I got demoted today. They said I wasn’t doing well enough in modular repair, so they sent me to test motherboards. It really, really sucks. It’s boreing, and I miss the cameraderie and rappor I developed with the guys downstairs.
The thing that annoys me though, is that I was never told I was any kind of probationary period, and they didn’t tell me until the day before they decided I should be moved, that I had an actual quota to meet. I mean, yes I realised that 4 a day wasn’t really cutting it, and I picked up from else where that there might be one, but my superiors never actually told me. But I was trying to pick up the pace, I really was, it just didn’t seem to be working, and the other thing that annoys me is I don’t know whether they took into account the fact that I was sick for the first two weeks.

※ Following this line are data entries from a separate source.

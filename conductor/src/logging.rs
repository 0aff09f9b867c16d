//! Development-time tracing for debugging the orchestrator.
//!
//! # Separation of Concerns
//!
//! - **Tracing (this module)**: Dev diagnostics via `RUST_LOG`, output to stderr.
//!   Not persisted, not part of conductor product output.
//!
//! - **Execution logs and change log (`io/store`, `io/changelog`)**: Product
//!   artifacts in the database and `.conductor/changes.jsonl`. Always written,
//!   unaffected by `RUST_LOG`.

use tracing_subscriber::{EnvFilter, fmt, layer::SubscriberExt, util::SubscriberInitExt};

/// Initialize tracing subscriber for development logging.
///
/// Reads `RUST_LOG` env var. Defaults to `warn` if unset, or to
/// `conductor=info` with `verbose` so scheduler progress is visible.
/// Output: stderr, compact format.
///
/// # Example
/// ```bash
/// RUST_LOG=conductor=debug conductor execute --spec SPEC-1
/// ```
pub fn init(verbose: bool) {
    let fallback = if verbose { "warn,conductor=info" } else { "warn" };
    let filter = EnvFilter::try_from_default_env().unwrap_or_else(|_| EnvFilter::new(fallback));

    tracing_subscriber::registry()
        .with(filter)
        .with(fmt::layer().with_writer(std::io::stderr).compact())
        .init();
}
//! Stable exit codes for conductor CLI commands.

/// Command succeeded (for `execute`: every dispatched task reached `done`).
pub const OK: i32 = 0;
/// Command failed for an operational reason (I/O, git, database, busy worktree).
pub const FAILED: i32 = 1;
/// Request was rejected by validation (unknown task, illegal transition, cycle).
pub const INVALID: i32 = 2;
/// `execute` finished but some task failed a stage, a merge, or dispatch.
pub const INCOMPLETE: i32 = 3;
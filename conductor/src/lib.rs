//! Multi-agent development orchestrator.
//!
//! Tasks grouped under specs move through a fixed pipeline
//! (`todo → implementing → testing → reviewing → done`), each stage driven by
//! an AI agent working in its own git worktree. Stage output is accepted only
//! when it carries the expected completion promise and passes verification;
//! finished worktrees are merged back into the target branch with tiered
//! conflict resolution.
//!
//! - **[`core`]**: Pure logic (types, transitions, dependency graph, ready
//!   ordering, promise parsing). No I/O.
//! - **[`io`]**: Side effects (SQLite store, change log, git, worktrees,
//!   subprocesses, prompt rendering, config).
//!
//! Orchestration modules ([`verify`], [`ralph`], [`merge`], [`pipeline`],
//! [`scheduler`]) combine the two; [`engine`] wires them for a repository and
//! [`control`] exposes them as structured results for the CLI.

pub mod control;
pub mod core;
pub mod engine;
pub mod exit_codes;
pub mod io;
pub mod logging;
pub mod merge;
pub mod pipeline;
pub mod ralph;
pub mod scheduler;
#[cfg(any(test, feature = "test-support"))]
pub mod test_support;
pub mod verify;
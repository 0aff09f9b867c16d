use std::collections::BTreeMap;
use std::sync::Arc;

use conductor::core::types::{
    AgentRole, FailureReason, NewTask, Stage, TaskStatus, VerificationMethod,
};
use conductor::engine::Engine;
use conductor::io::config::{ConductorConfig, RoleConfig};
use conductor::io::executor::ExecRequest;
use conductor::io::store::NewSpec;
use conductor::pipeline::TaskOutcome;
use conductor::ralph::CancelToken;
use conductor::test_support::{ScriptedExecutor, ScriptedReply, ScriptedResolver, TestRepo};

const PROMISES: [&str; 4] = [
    "IMPLEMENTATION COMPLETE",
    "TESTS PASSED",
    "REVIEW PASSED",
    "QA PASSED",
];

fn requested_promise(request: &ExecRequest) -> &'static str {
    PROMISES
        .into_iter()
        .find(|p| request.prompt.contains(&format!("<promise>{p}</promise>")))
        .unwrap_or("NONE")
}

fn task_of(request: &ExecRequest) -> String {
    request
        .workdir
        .file_name()
        .map(|name| name.to_string_lossy().into_owned())
        .unwrap_or_default()
}

fn config(max_parallel: usize, retries: u32, max_iterations: u32) -> ConductorConfig {
    let mut roles = BTreeMap::new();
    for role in [AgentRole::Coder, AgentRole::Tester, AgentRole::Reviewer, AgentRole::Qa] {
        roles.insert(
            role,
            RoleConfig {
                retries: Some(retries),
                max_iterations: Some(max_iterations),
                ..RoleConfig::default()
            },
        );
    }
    ConductorConfig {
        max_parallel,
        roles,
        ..ConductorConfig::default()
    }
}

fn engine(
    repo: &TestRepo,
    config: ConductorConfig,
    executor: ScriptedExecutor,
    resolver: ScriptedResolver,
) -> Engine {
    let engine = Engine::with_capabilities(
        repo.path(),
        config,
        Arc::new(executor),
        Arc::new(resolver),
    )
    .expect("engine");
    engine
        .store()
        .create_spec(NewSpec::new("SPEC-1", "orchestrated work"))
        .expect("spec");
    engine
}

#[test]
fn dependent_task_is_not_ready_until_its_dependency_is_done() {
    let repo = TestRepo::new().expect("repo");
    let executor = ScriptedExecutor::from_fn(|request| {
        let promise = requested_promise(request);
        let reply = ScriptedExecutor::reply(&format!("ok\n<promise>{promise}</promise>"));
        if promise == PROMISES[0] {
            let task = task_of(request);
            reply.writes(&format!("{task}.txt"), &format!("{task}\n"))
        } else {
            reply
        }
    });
    let engine = engine(&repo, config(4, 1, 2), executor, ScriptedResolver::new());
    let store = engine.store();
    store
        .create_task(NewTask::new("TASK-00", "SPEC-1", "foundation"))
        .expect("task");
    store
        .create_task(NewTask::new("TASK-01", "SPEC-1", "building").with_dependencies(["TASK-00"]))
        .expect("task");

    let ready: Vec<String> = store
        .list_ready_tasks(None)
        .expect("ready")
        .into_iter()
        .map(|task| task.id)
        .collect();
    assert_eq!(ready, vec!["TASK-00"]);

    let summary = engine
        .execute(engine.default_options(), CancelToken::new())
        .expect("execute");
    assert!(summary.all_done(), "{summary:?}");
    assert_eq!(summary.dispatched, vec!["TASK-00", "TASK-01"]);
    for id in ["TASK-00", "TASK-01"] {
        assert_eq!(store.require_task(id).expect("task").status, TaskStatus::Done);
        assert_eq!(repo.read(&format!("{id}.txt")).expect("merged"), format!("{id}\n"));
    }
    assert!(engine.worktrees().list().expect("worktrees").is_empty());
    assert!(store.list_agents().expect("agents").is_empty());
}

#[test]
fn rejected_promises_exhaust_the_loop_and_reset_the_task() {
    let repo = TestRepo::new().expect("repo");
    let executor =
        ScriptedExecutor::from_fn(|_| ScriptedExecutor::reply("still thinking about it"));
    let engine = engine(&repo, config(1, 1, 3), executor, ScriptedResolver::new());
    let store = engine.store();
    store
        .create_task(NewTask::new("T-1", "SPEC-1", "never finishes"))
        .expect("task");

    let summary = engine
        .execute(engine.default_options(), CancelToken::new())
        .expect("execute");
    assert!(!summary.all_done());
    assert_eq!(
        summary.reports[0].outcome,
        TaskOutcome::StageFailed {
            stage: Stage::Implementing,
            reason: FailureReason::StageRetriesExhausted,
            iterations: 3,
        }
    );

    let task = store.require_task("T-1").expect("task");
    assert_eq!(task.status, TaskStatus::Todo);
    assert_eq!(task.iteration, 3);
    let failure = task.failure.expect("failure recorded");
    assert_eq!(failure.stage, Stage::Implementing);
    assert_eq!(failure.iterations_used, 3);
    assert_eq!(failure.last_output, "still thinking about it");
    assert!(engine.loops().status().expect("loops").is_empty());
}

#[test]
fn second_conflicting_merge_escalates_to_regeneration() {
    let repo = TestRepo::new().expect("repo");
    repo.write("a.txt", "base a\n").expect("write");
    repo.write("b.txt", "base b\n").expect("write");
    repo.commit_all("base files").expect("commit");

    let executor = ScriptedExecutor::from_fn(|request| {
        let promise = requested_promise(request);
        let reply = ScriptedExecutor::reply(&format!("ok\n<promise>{promise}</promise>"));
        if promise == PROMISES[0] {
            let task = task_of(request);
            reply
                .writes("a.txt", &format!("a from {task}\n"))
                .writes("b.txt", &format!("b from {task}\n"))
        } else {
            reply
        }
    });
    let resolver = ScriptedResolver::new()
        .resolves("a.txt", "a from both\n")
        .resolves("b.txt", "<<<<<<< HEAD\nstill torn\n=======\nno\n>>>>>>> theirs\n")
        .regenerates("b.txt", "b rebuilt from both\n");
    let engine = engine(&repo, config(2, 1, 2), executor, resolver);
    let store = engine.store();
    store
        .create_task(NewTask::new("T-1", "SPEC-1", "left"))
        .expect("task");
    store
        .create_task(NewTask::new("T-2", "SPEC-1", "right"))
        .expect("task");

    let summary = engine
        .execute(engine.default_options(), CancelToken::new())
        .expect("execute");
    assert!(summary.all_done(), "{summary:?}");

    let mut merges: Vec<_> = summary
        .reports
        .iter()
        .map(|report| match &report.outcome {
            TaskOutcome::Done { merge } => merge.clone(),
            other => panic!("unexpected outcome {other:?}"),
        })
        .collect();
    merges.sort_by_key(|merge| merge.tier);
    assert_eq!(merges[0].tier, 1);
    assert_eq!(merges[1].tier, 3);
    assert_eq!(merges[1].resolved_files, vec!["a.txt"]);
    assert_eq!(merges[1].regenerated_files, vec!["b.txt"]);

    assert_eq!(repo.read("a.txt").expect("a"), "a from both\n");
    assert_eq!(repo.read("b.txt").expect("b"), "b rebuilt from both\n");
    let status = repo
        .git(&["status", "--porcelain", "--untracked-files=no"])
        .expect("status");
    assert!(status.trim().is_empty(), "{status}");
}

#[test]
fn failing_external_check_rejects_exact_promises() {
    let repo = TestRepo::new().expect("repo");
    let mut config = config(1, 1, 2);
    if let Some(coder) = config.roles.get_mut(&AgentRole::Coder) {
        coder.verification = Some(VerificationMethod::External {
            command: "exit 1".to_string(),
            expected_exit_code: 0,
            forbidden_output: None,
            timeout_secs: 30,
        });
    }
    let executor = ScriptedExecutor::from_fn(|request| {
        let promise = requested_promise(request);
        ScriptedExecutor::reply(&format!("all good\n<promise>{promise}</promise>"))
    });
    let engine = engine(&repo, config, executor, ScriptedResolver::new());
    engine
        .store()
        .create_task(NewTask::new("T-1", "SPEC-1", "unverifiable"))
        .expect("task");

    let summary = engine
        .execute(engine.default_options(), CancelToken::new())
        .expect("execute");
    assert!(matches!(
        summary.reports[0].outcome,
        TaskOutcome::StageFailed {
            stage: Stage::Implementing,
            iterations: 2,
            ..
        }
    ));
    let logs = engine.store().execution_logs("T-1").expect("logs");
    assert_eq!(logs.len(), 1);
    assert!(!logs[0].success);
    assert!(logs[0].output.contains("<promise>IMPLEMENTATION COMPLETE</promise>"));
}

#[test]
fn every_stage_reaches_the_change_log() {
    let repo = TestRepo::new().expect("repo");
    let executor = ScriptedExecutor::from_fn(|request| -> ScriptedReply {
        let promise = requested_promise(request);
        ScriptedExecutor::reply(&format!("<promise>{promise}</promise>"))
            .writes("out.txt", "done\n")
    });
    let engine = engine(&repo, config(1, 1, 1), executor, ScriptedResolver::new());
    engine
        .store()
        .create_task(NewTask::new("T-1", "SPEC-1", "logged"))
        .expect("task");
    engine
        .execute(engine.default_options(), CancelToken::new())
        .expect("execute");

    let log = engine.store().changelog().expect("change log configured");
    let statuses: Vec<String> = log
        .read_all()
        .expect("records")
        .into_iter()
        .filter(|record| record.entity_id == "T-1")
        .filter_map(|record| {
            record
                .data
                .get("status")
                .and_then(|status| status.as_str())
                .map(str::to_string)
        })
        .collect();
    for status in ["todo", "implementing", "testing", "reviewing", "done"] {
        assert!(statuses.iter().any(|s| s == status), "missing {status} in {statuses:?}");
    }
}
fn dispatch(control: &Control, command: Command, json: bool) -> Result<i32> {
    match command {
        Command::Init { force } => cmd_init(control.engine().root(), force, json),
        Command::SpecCreate {
            id,
            title,
            status,
            source_type,
        } => {
            let mut new = NewSpec::new(id, title);
            new.status = status;
            new.source_type = source_type;
            emit(&control.create_spec(new), json, |spec| {
                format!("{}\t{}\t{}", spec.id, spec.status, spec.title)
            })
        }
        Command::SpecStatus { id, status } => {
            let update = SpecUpdate {
                status: Some(status),
                ..Default::default()
            };
            emit(&control.update_spec(&id, update), json, |spec| {
                format!("{}\t{}", spec.id, spec.status)
            })
        }
        Command::Specs => emit(&control.list_specs(None), json, |specs| {
            specs
                .iter()
                .map(|spec| format!("{}\t{}\t{}", spec.id, spec.status, spec.title))
                .collect::<Vec<_>>()
                .join("\n")
        }),
        Command::TaskCreate {
            id,
            spec,
            title,
            description,
            priority,
            depends_on,
            completion_spec,
        } => {
            let mut new = NewTask::new(id, spec, title)
                .with_priority(priority)
                .with_dependencies(depends_on);
            new.description = description;
            if let Some(path) = completion_spec {
                new = new.with_completion_spec(load_completion_spec(&path)?);
            }
            emit(&control.create_task(new), json, task_line)
        }
        Command::TaskUpdate {
            id,
            title,
            description,
            priority,
            depends_on,
            clear_dependencies,
            completion_spec,
            clear_completion_spec,
        } => {
            let completion_spec = match completion_spec {
                Some(path) => Some(Some(load_completion_spec(&path)?)),
                None if clear_completion_spec => Some(None),
                None => None,
            };
            let dependencies = match depends_on {
                Some(deps) => Some(deps.into_iter().collect()),
                None if clear_dependencies => Some(Default::default()),
                None => None,
            };
            let update = TaskUpdate {
                title,
                description,
                priority,
                dependencies,
                assignee: None,
                completion_spec,
            };
            emit(&control.update_task(&id, update), json, task_line)
        }
        Command::SetStatus { id, status } => {
            emit(&control.update_task_status(&id, status), json, task_line)
        }
        Command::Show { id } => emit(&control.get_task(&id), json, task_details),
        Command::ListTasks { spec, status } => {
            emit(&control.list_tasks(spec.as_deref(), status), json, |tasks| task_lines(tasks))
        }
        Command::Ready { spec } => {
            emit(&control.list_ready_tasks(spec.as_deref()), json, |tasks| task_lines(tasks))
        }
        Command::Logs { id } => emit(&control.execution_logs(&id), json, |logs| {
            logs.iter()
                .map(|log| {
                    format!(
                        "{}\t{}\tattempt {}\t{}\t{}ms",
                        log.created_at.to_rfc3339(),
                        log.stage,
                        log.attempt,
                        if log.success { "ok" } else { "failed" },
                        log.duration_ms
                    )
                })
                .collect::<Vec<_>>()
                .join("\n")
        }),
        Command::Execute {
            spec,
            task,
            max_parallel,
        } => {
            let mut options = control.engine().default_options();
            if let Some(max_parallel) = max_parallel {
                options.max_parallel = max_parallel;
            }
            options.spec_id = spec;
            options.task_id = task;
            cmd_execute(control, options, json)
        }
        Command::AgentStart { task, role, slot } => {
            emit(&control.agent_start(&task, role, slot), json, |agent| {
                format!("{}\t{}\tslot {}", agent.task_id, agent.role, agent.slot)
            })
        }
        Command::AgentStop { task } => emit(&control.agent_stop(&task), json, |agent| match agent {
            Some(agent) => format!("stopped {} ({})", agent.task_id, agent.role),
            None => format!("no agent registered for {task}"),
        }),
        Command::Agents => emit(&control.list_agents(), json, |agents| {
            agents
                .iter()
                .map(|agent| {
                    format!(
                        "{}\t{}\tslot {}\tsince {}",
                        agent.task_id,
                        agent.role,
                        agent.slot,
                        agent.started_at.to_rfc3339()
                    )
                })
                .collect::<Vec<_>>()
                .join("\n")
        }),
        Command::RalphStatus => emit(&control.ralph_status(), json, |loops| {
            loops
                .iter()
                .map(|state| {
                    format!(
                        "{}\t{}\titeration {}/{}\t<promise>{}</promise>",
                        state.task_id,
                        state.stage,
                        state.iteration,
                        state.max_iterations,
                        state.promise
                    )
                })
                .collect::<Vec<_>>()
                .join("\n")
        }),
        Command::RalphCancel { task } => emit(&control.ralph_cancel(&task), json, |found| {
            if *found {
                format!("cancel requested for {task}")
            } else {
                format!("no running loop for {task}")
            }
        }),
        Command::WorktreeCreate { task, base } => {
            emit(&control.worktree_create(&task, base.as_deref()), json, |info| {
                format!("{}\t{}", info.branch, info.path.display())
            })
        }
        Command::WorktreeRemove { task, keep_branch } => {
            emit(&control.worktree_remove(&task, keep_branch), json, |_| {
                format!("removed worktree for {task}")
            })
        }
        Command::WorktreeList => emit(&control.worktree_list(), json, |worktrees| {
            worktrees
                .iter()
                .map(|info| {
                    let busy = if info.busy { "\tbusy" } else { "" };
                    format!("{}\t{}\t{}{busy}", info.task_id, info.branch, info.path.display())
                })
                .collect::<Vec<_>>()
                .join("\n")
        }),
        Command::WorktreeCommit { task, message } => {
            emit(&control.worktree_commit(&task, &message), json, |committed| {
                if *committed {
                    "committed".to_string()
                } else {
                    "nothing to commit".to_string()
                }
            })
        }
        Command::MergeTask { task } => {
            let result = control.merge_task(&task);
            let merged = result.data.as_ref().is_some_and(|outcome| outcome.is_done());
            let code = emit(&result, json, |outcome| format!("{task}: {}", outcome_text(outcome)))?;
            Ok(if code == exit_codes::OK && !merged {
                exit_codes::INCOMPLETE
            } else {
                code
            })
        }
        Command::SyncExport => emit(&control.sync_export(), json, |count| {
            format!("exported {count} records")
        }),
        Command::SyncImport { from } => emit(&control.sync_import(from.as_deref()), json, |s| {
            format!("imported {} specs, {} tasks", s.specs, s.tasks)
        }),
        Command::SyncCompact => emit(&control.sync_compact(), json, |count| {
            format!("compacted change log to {count} records")
        }),
    }
}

I know I should say something, but I don’t know what to say with out it seeming like I’m begging to come back. I don’t want them to fire me all together.
Stupid thing is that no one, except maybe Dan, knows how I really feel about this in RL. I think people might have twigged that I don’t like it, because they seem to be trying to boost my moral by saying things like, ‘Well, you’re up with the experts now’. I’m angry about the whole thing. I’m angry that I had to get sick, I’m angry at myself because I made such a fuck up, and I’m angy I let myself and them down.
I have zero self esteeme right now; I have to be the lamest person I know.
And on some completly un-related notes: I might go back to using my 20six blog, this just gets to many spam attacks.
Also I am less one DVD-RW. I gave Andy my DVD ROM and 6GB HDD in exchange for his old DVD-RW, took the stuff to his, he handed me the RW, I put it down then left without it
I have quite doing my NaNoWriMo novel. I hated writing it, I wasn’t inspired, it was LAME to the nth degree. Read about my little poll here.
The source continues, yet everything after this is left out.